(Exercise details):
Pull every line with "smoothing" from the data below and copy it.
__________________________________________________
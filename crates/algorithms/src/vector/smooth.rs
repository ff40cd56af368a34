//! Boundary smoothing
//!
//! A PAEK-style smoother: each ring is resampled at a fine uniform spacing
//! and every sample is replaced by a Gaussian-weighted average of its
//! neighbors along the ring, within half the tolerance on either side.
//! Straight runs stay put; corners are rounded over roughly the tolerance.

use super::spatial::union_all;
use floodplain_core::{Error, Result};
use geo::{BooleanOps, Coord, LineString, MultiPolygon, Polygon};

/// Resampling step as a fraction of the tolerance
const SAMPLES_PER_TOLERANCE: f64 = 8.0;

/// Parameters for smoothing
#[derive(Debug, Clone)]
pub struct SmoothParams {
    /// Length of the smoothing path along the boundary
    pub tolerance: f64,
    /// Keep the start vertex of every ring in place.
    ///
    /// Only that one vertex is pinned. Its neighbors are still relaxed
    /// across the closing seam, so the ring bends toward the pinned point
    /// over about half the tolerance on each side.
    pub fixed_endpoints: bool,
}

impl Default for SmoothParams {
    fn default() -> Self {
        Self {
            tolerance: 65.0,
            fixed_endpoints: true,
        }
    }
}

/// Resample a closed ring at `n` points evenly spaced by arc length,
/// starting at the ring's first vertex. The closing point is not repeated.
fn resample(ring: &LineString<f64>, perimeter: f64, n: usize) -> Vec<Coord<f64>> {
    let spacing = perimeter / n as f64;
    let mut out = Vec::with_capacity(n);
    let mut walked = 0.0;

    for segment in ring.lines() {
        let (dx, dy) = (segment.end.x - segment.start.x, segment.end.y - segment.start.y);
        let len = dx.hypot(dy);
        if len == 0.0 {
            continue;
        }
        while out.len() < n {
            let at = out.len() as f64 * spacing - walked;
            if at >= len {
                break;
            }
            let t = at / len;
            out.push(Coord {
                x: segment.start.x + t * dx,
                y: segment.start.y + t * dy,
            });
        }
        walked += len;
    }
    out
}

fn smooth_ring(ring: &LineString<f64>, params: &SmoothParams) -> LineString<f64> {
    let perimeter: f64 = ring
        .lines()
        .map(|l| (l.end.x - l.start.x).hypot(l.end.y - l.start.y))
        .sum();
    if ring.0.len() < 4 || perimeter <= params.tolerance {
        return ring.clone();
    }

    let n = (perimeter * SAMPLES_PER_TOLERANCE / params.tolerance).ceil() as usize;
    let samples = resample(ring, perimeter, n);
    let n = samples.len();
    if n < 4 {
        return ring.clone();
    }

    let spacing = perimeter / n as f64;
    let sigma = params.tolerance / 4.0;
    let reach = ((params.tolerance / 2.0 / spacing).round() as usize).min((n - 1) / 2);
    let weights: Vec<f64> = (0..=reach)
        .map(|j| {
            let d = j as f64 * spacing;
            (-(d * d) / (2.0 * sigma * sigma)).exp()
        })
        .collect();
    let total: f64 = weights[0] + 2.0 * weights[1..].iter().sum::<f64>();

    let mut coords: Vec<Coord<f64>> = (0..n)
        .map(|i| {
            let mut x = weights[0] * samples[i].x;
            let mut y = weights[0] * samples[i].y;
            for (j, w) in weights.iter().enumerate().skip(1) {
                let ahead = samples[(i + j) % n];
                let behind = samples[(i + n - j) % n];
                x += w * (ahead.x + behind.x);
                y += w * (ahead.y + behind.y);
            }
            Coord { x: x / total, y: y / total }
        })
        .collect();

    if params.fixed_endpoints {
        coords[0] = samples[0];
    }
    coords.push(coords[0]);
    LineString::new(coords)
}

fn smooth_polygon(polygon: &Polygon<f64>, params: &SmoothParams) -> Polygon<f64> {
    Polygon::new(
        smooth_ring(polygon.exterior(), params),
        polygon.interiors().iter().map(|r| smooth_ring(r, params)).collect(),
    )
}

/// Smooth polygon outlines.
///
/// Rings no longer than the tolerance are left as they are. The smoothed
/// parts are unioned afterwards so that relaxed rings that now touch or
/// cross still form a valid multipolygon.
pub fn smooth(polygons: &MultiPolygon<f64>, params: &SmoothParams) -> Result<MultiPolygon<f64>> {
    if !params.tolerance.is_finite() || params.tolerance < 0.0 {
        return Err(Error::InvalidParameter {
            name: "tolerance",
            value: params.tolerance.to_string(),
            reason: "smoothing tolerance must be a non-negative number".into(),
        });
    }
    if params.tolerance == 0.0 || polygons.0.is_empty() {
        return Ok(polygons.clone());
    }

    let mut parts: Vec<MultiPolygon<f64>> = polygons
        .iter()
        .map(|p| MultiPolygon::new(vec![smooth_polygon(p, params)]))
        .collect();

    Ok(match parts.len() {
        1 => parts.remove(0).union(&MultiPolygon::new(vec![])),
        _ => union_all(parts),
    })
}

#[cfg(test)]
mod tests {
    use super::*;
    use geo::{Area, Contains, Point, Rect};

    fn square(size: f64) -> MultiPolygon<f64> {
        MultiPolygon::new(vec![
            Rect::new(Coord { x: 0.0, y: 0.0 }, Coord { x: size, y: size }).to_polygon(),
        ])
    }

    fn has_vertex_near(mp: &MultiPolygon<f64>, x: f64, y: f64) -> bool {
        mp.iter()
            .flat_map(|p| p.exterior().0.iter())
            .any(|c| (c.x - x).hypot(c.y - y) < 1e-6)
    }

    #[test]
    fn test_corners_are_rounded() {
        let smoothed = smooth(&square(100.0), &SmoothParams { tolerance: 20.0, fixed_endpoints: false }).unwrap();

        assert_eq!(smoothed.0.len(), 1);
        assert!(smoothed.contains(&Point::new(50.0, 50.0)));
        assert!(!smoothed.contains(&Point::new(99.5, 99.5)));
        let area = smoothed.unsigned_area();
        assert!(area < 10_000.0 && area > 9_800.0, "area {}", area);
    }

    #[test]
    fn test_straight_edges_stay_put() {
        let smoothed = smooth(&square(100.0), &SmoothParams { tolerance: 20.0, fixed_endpoints: false }).unwrap();
        assert!(smoothed.contains(&Point::new(50.0, 0.5)));
        assert!(!smoothed.contains(&Point::new(50.0, -0.5)));
    }

    #[test]
    fn test_fixed_start_vertex() {
        let input = square(100.0);
        let start = input.0[0].exterior().0[0];

        let pinned = smooth(&input, &SmoothParams::default()).unwrap();
        assert!(has_vertex_near(&pinned, start.x, start.y));

        let free = smooth(&input, &SmoothParams { tolerance: 65.0, fixed_endpoints: false }).unwrap();
        assert!(!has_vertex_near(&free, start.x, start.y));
    }

    #[test]
    fn test_seam_neighbors_relaxed() {
        let ring = square(100.0).0[0].exterior().clone();
        let start = ring.0[0];
        let smoothed = smooth_ring(&ring, &SmoothParams::default());
        let coords = &smoothed.0;
        let n = coords.len();

        assert_eq!(coords[0], start);
        assert_eq!(coords[n - 1], start);
        // Both samples on either side of the seam move off their edge
        let after = coords[1];
        let before = coords[n - 2];
        assert!(!on_square_outline(after, 100.0), "{:?}", after);
        assert!(!on_square_outline(before, 100.0), "{:?}", before);
    }

    fn on_square_outline(c: Coord<f64>, size: f64) -> bool {
        let eps = 1e-9;
        c.x.abs() < eps || c.y.abs() < eps || (c.x - size).abs() < eps || (c.y - size).abs() < eps
    }

    #[test]
    fn test_small_ring_untouched() {
        let tiny = square(10.0);
        let smoothed = smooth(&tiny, &SmoothParams::default()).unwrap();
        assert!((smoothed.unsigned_area() - 100.0).abs() < 1e-6);
    }

    #[test]
    fn test_zero_tolerance_is_identity() {
        let input = square(100.0);
        let params = SmoothParams { tolerance: 0.0, fixed_endpoints: true };
        assert_eq!(smooth(&input, &params).unwrap(), input);
    }

    #[test]
    fn test_negative_tolerance_rejected() {
        let params = SmoothParams { tolerance: -5.0, fixed_endpoints: true };
        assert!(smooth(&square(10.0), &params).is_err());
    }
}
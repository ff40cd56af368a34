//! Statistical summaries of raster data
//!
//! - **zonal**: statistics of a value raster inside polygon zones

pub mod zonal;

pub use zonal::{zonal_statistic, zonal_statistics, ZonalStatistic};
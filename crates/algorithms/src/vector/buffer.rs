//! Buffer operations
//!
//! Round-capped buffers built from capsules: every line segment (or ring
//! edge) contributes the convex hull of two discs, and the capsules are
//! dissolved. Arc vertices sit on the circumscribed radius
//! `r / cos(pi / n)`, so each polygon edge is tangent to the true circle
//! and the result always covers the exact buffer.

use super::spatial::union_all;
use floodplain_core::{Error, Result};
use geo::{Coord, Geometry, Line, LineString, MultiLineString, MultiPolygon, Point, Polygon};
use std::f64::consts::PI;

/// Parameters for buffer operations
#[derive(Debug, Clone)]
pub struct BufferParams {
    /// Buffer distance; zero or negative yields an empty buffer
    pub distance: f64,
    /// Segments used to approximate a full circle
    pub segments: usize,
}

impl Default for BufferParams {
    fn default() -> Self {
        Self {
            distance: 1.0,
            segments: 32,
        }
    }
}

impl BufferParams {
    pub fn new(distance: f64) -> Self {
        Self {
            distance,
            ..Self::default()
        }
    }

    fn steps(&self) -> usize {
        // Even, so a half circle has a whole number of steps
        (self.segments.max(8) + 1) & !1
    }

    fn vertex_radius(&self) -> f64 {
        self.distance / (PI / self.steps() as f64).cos()
    }
}

/// Create a circular buffer around a point.
///
/// Vertices lie on the circumscribed radius, so the polygon contains the
/// whole disc.
pub fn buffer_points(point: &Point<f64>, params: &BufferParams) -> Polygon<f64> {
    let n = params.steps();
    let r = params.vertex_radius().abs();
    let (cx, cy) = (point.x(), point.y());

    let coords: Vec<(f64, f64)> = (0..=n)
        .map(|i| {
            let angle = 2.0 * PI * (i % n) as f64 / n as f64;
            (cx + r * angle.cos(), cy + r * angle.sin())
        })
        .collect();

    Polygon::new(LineString::from(coords), vec![])
}

/// Round-capped buffer of one segment
fn capsule(line: Line<f64>, params: &BufferParams) -> Polygon<f64> {
    let (dx, dy) = (line.end.x - line.start.x, line.end.y - line.start.y);
    if dx == 0.0 && dy == 0.0 {
        return buffer_points(&Point::from(line.start), params);
    }

    let n = params.steps();
    let half = n / 2;
    let r = params.vertex_radius();
    let heading = dy.atan2(dx);
    let step = 2.0 * PI / n as f64;

    let mut coords: Vec<Coord<f64>> = Vec::with_capacity(n + 3);
    // Cap around the end point, right side to left side
    for i in 0..=half {
        let a = heading - PI / 2.0 + step * i as f64;
        coords.push(Coord {
            x: line.end.x + r * a.cos(),
            y: line.end.y + r * a.sin(),
        });
    }
    // Cap around the start point, left side back to right side
    for i in 0..=half {
        let a = heading + PI / 2.0 + step * i as f64;
        coords.push(Coord {
            x: line.start.x + r * a.cos(),
            y: line.start.y + r * a.sin(),
        });
    }
    coords.push(coords[0]);

    Polygon::new(LineString::new(coords), vec![])
}

/// Dissolved round-capped buffer around a set of lines.
pub fn buffer_lines(lines: &MultiLineString<f64>, params: &BufferParams) -> MultiPolygon<f64> {
    if params.distance <= 0.0 {
        return MultiPolygon::new(vec![]);
    }

    let capsules: Vec<MultiPolygon<f64>> = lines
        .iter()
        .flat_map(|ls| {
            let coords = &ls.0;
            let pieces: Vec<Polygon<f64>> = match coords.len() {
                0 => Vec::new(),
                1 => vec![buffer_points(&Point::from(coords[0]), params)],
                _ => ls.lines().map(|l| capsule(l, params)).collect(),
            };
            pieces
        })
        .map(|p| MultiPolygon::new(vec![p]))
        .collect();

    union_all(capsules)
}

/// Grow polygons outward by the buffer distance.
///
/// The polygon itself plus a capsule around every ring edge; holes narrower
/// than twice the distance close up.
pub fn buffer_polygons(polygons: &MultiPolygon<f64>, params: &BufferParams) -> MultiPolygon<f64> {
    if params.distance <= 0.0 {
        return polygons.clone();
    }

    let rings: Vec<LineString<f64>> = polygons
        .iter()
        .flat_map(|p| std::iter::once(p.exterior().clone()).chain(p.interiors().iter().cloned()))
        .collect();

    let mut parts = vec![polygons.clone()];
    parts.push(buffer_lines(&MultiLineString::new(rings), params));
    union_all(parts)
}

/// Buffer any supported geometry into a dissolved multipolygon.
pub fn buffer_geometry(geom: &Geometry<f64>, params: &BufferParams) -> Result<MultiPolygon<f64>> {
    if !params.distance.is_finite() {
        return Err(Error::InvalidParameter {
            name: "distance",
            value: params.distance.to_string(),
            reason: "buffer distance must be finite".into(),
        });
    }

    let lines = |ls: Vec<LineString<f64>>| buffer_lines(&MultiLineString::new(ls), params);

    Ok(match geom {
        Geometry::Point(p) if params.distance > 0.0 => MultiPolygon::new(vec![buffer_points(p, params)]),
        Geometry::Point(_) => MultiPolygon::new(vec![]),
        Geometry::MultiPoint(mp) => lines(mp.iter().map(|p| LineString::new(vec![p.0])).collect()),
        Geometry::Line(l) => lines(vec![LineString::new(vec![l.start, l.end])]),
        Geometry::LineString(ls) => lines(vec![ls.clone()]),
        Geometry::MultiLineString(mls) => buffer_lines(mls, params),
        Geometry::Polygon(p) => buffer_polygons(&MultiPolygon::new(vec![p.clone()]), params),
        Geometry::MultiPolygon(mp) => buffer_polygons(mp, params),
        Geometry::Rect(r) => buffer_polygons(&MultiPolygon::new(vec![r.to_polygon()]), params),
        Geometry::Triangle(t) => buffer_polygons(&MultiPolygon::new(vec![t.to_polygon()]), params),
        Geometry::GeometryCollection(_) => {
            return Err(Error::UnsupportedGeometry(
                "cannot buffer a GeometryCollection".into(),
            ))
        }
    })
}

#[cfg(test)]
mod tests {
    use super::*;
    use geo::{line_string, Area, Contains};

    fn distance_to(p: Point<f64>, lines: &MultiLineString<f64>) -> f64 {
        lines
            .iter()
            .flat_map(|ls| ls.lines())
            .map(|l| {
                let (dx, dy) = (l.end.x - l.start.x, l.end.y - l.start.y);
                let len2 = dx * dx + dy * dy;
                let t = (((p.x() - l.start.x) * dx + (p.y() - l.start.y) * dy) / len2).clamp(0.0, 1.0);
                (p.x() - l.start.x - t * dx).hypot(p.y() - l.start.y - t * dy)
            })
            .fold(f64::INFINITY, f64::min)
    }

    #[test]
    fn test_buffer_point_circle() {
        let polygon = buffer_points(&Point::new(0.0, 0.0), &BufferParams { distance: 10.0, segments: 64 });

        let expected_area = PI * 100.0;
        let error = (polygon.unsigned_area() - expected_area) / expected_area;
        assert!(error >= 0.0, "polygon must cover the disc");
        assert!(error < 0.01, "circle area error {:.3}%", error * 100.0);
        assert_eq!(polygon.exterior().0.len(), 65);
    }

    #[test]
    fn test_capsule_area() {
        let line = MultiLineString::new(vec![line_string![(x: 0.0, y: 0.0), (x: 100.0, y: 0.0)]]);
        let buf = buffer_lines(&line, &BufferParams { distance: 10.0, segments: 64 });

        let exact = 100.0 * 20.0 + PI * 100.0;
        let area = buf.unsigned_area();
        assert!(area >= exact && area < exact * 1.01, "area {} vs {}", area, exact);
    }

    #[test]
    fn test_buffer_covers_every_point_within_distance() {
        let line = MultiLineString::new(vec![line_string![
            (x: 0.0, y: 0.0),
            (x: 50.0, y: 20.0),
            (x: 80.0, y: -10.0),
            (x: 120.0, y: 0.0),
        ]]);
        let buf = buffer_lines(&line, &BufferParams::new(15.0));

        // Check a grid of points; those closer than the distance must be inside
        for i in -20..140 {
            for j in -40..40 {
                let p = Point::new(i as f64, j as f64);
                let d = distance_to(p, &line);
                if d < 15.0 {
                    assert!(buf.contains(&p), "{:?} at {:.2} not covered", p, d);
                }
                if d > 16.5 {
                    assert!(!buf.contains(&p), "{:?} at {:.2} covered", p, d);
                }
            }
        }
    }

    #[test]
    fn test_wider_buffer_contains_narrower() {
        let line = MultiLineString::new(vec![line_string![(x: 0.0, y: 0.0), (x: 30.0, y: 40.0)]]);
        let narrow = buffer_lines(&line, &BufferParams::new(5.0));
        let wide = buffer_lines(&line, &BufferParams::new(10.0));
        assert!(wide.unsigned_area() > narrow.unsigned_area());
        assert!(wide.contains(&narrow));
    }

    #[test]
    fn test_zero_distance_is_empty() {
        let line = MultiLineString::new(vec![line_string![(x: 0.0, y: 0.0), (x: 1.0, y: 0.0)]]);
        assert!(buffer_lines(&line, &BufferParams::new(0.0)).0.is_empty());
    }

    #[test]
    fn test_polygon_buffer_grows() {
        let square = Geometry::Rect(geo::Rect::new(
            Coord { x: 0.0, y: 0.0 },
            Coord { x: 10.0, y: 10.0 },
        ));
        let grown = buffer_geometry(&square, &BufferParams::new(2.0)).unwrap();
        let exact = 100.0 + 4.0 * 10.0 * 2.0 + PI * 4.0;
        assert!(grown.unsigned_area() >= exact);
        assert!(grown.contains(&Point::new(-1.9, 5.0)));
        assert_eq!(grown.0.len(), 1);
    }

    #[test]
    fn test_unsupported_geometry() {
        let gc = Geometry::GeometryCollection(geo::GeometryCollection::new_from(vec![]));
        assert!(buffer_geometry(&gc, &BufferParams::new(1.0)).is_err());
    }
}
//! Floodplain CLI - valley-bottom extraction from a DEM and a stream network

use anyhow::{Context, Result};
use clap::{Args, Parser, Subcommand};
use indicatif::{ProgressBar, ProgressStyle};
use std::path::{Path, PathBuf};
use std::time::Instant;
use tracing::{info, Level};
use tracing_subscriber::FmtSubscriber;

use floodplain_algorithms::terrain::{slope, SlopeParams, SlopeUnits};
use floodplain_core::io::{read_geotiff, write_geojson, write_geotiff, GeoTiffOptions};
use floodplain_core::{Raster, CRS};
use floodplain_corridor::drainage::derive_drainage_area;
use floodplain_corridor::{
    CorridorParams, DrainageAreaCache, DrainageAreaSource, NativeEngine, Pipeline, ProcessingMode,
    StreamNetwork, ThresholdPolicy,
};

// ─── CLI structure ──────────────────────────────────────────────────────

#[derive(Parser)]
#[command(name = "floodplain")]
#[command(author, version, about = "Valley-bottom corridors from terrain and stream networks", long_about = None)]
struct Cli {
    /// Verbose output
    #[arg(short, long, global = true)]
    verbose: bool,

    #[command(subcommand)]
    command: Commands,
}

#[derive(Subcommand)]
enum Commands {
    /// Extract the valley-bottom corridor of a stream network
    Corridor(CorridorArgs),
    /// Derive drainage area (km²) from a DEM
    DrainageArea {
        /// Input DEM file
        input: PathBuf,
        /// Output file
        output: PathBuf,
        /// Gradient imposed across filled depressions
        #[arg(long, default_value = "0.01")]
        min_slope: f64,
    },
    /// Calculate slope from DEM
    Slope {
        /// Input DEM file
        input: PathBuf,
        /// Output file
        output: PathBuf,
        /// Output units: degrees, percent, radians
        #[arg(short, long, default_value = "degrees")]
        units: String,
        /// Z-factor for unit conversion
        #[arg(short, long, default_value = "1.0")]
        z_factor: f64,
    },
    /// Show information about a raster file
    Info {
        /// Input raster file
        input: PathBuf,
    },
}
__________________________________________________
(Finished exercise):
//! Boundary smoothing
/// Parameters for smoothing
    /// Length of the smoothing path along the boundary
            reason: "smoothing tolerance must be a non-negative number".into(),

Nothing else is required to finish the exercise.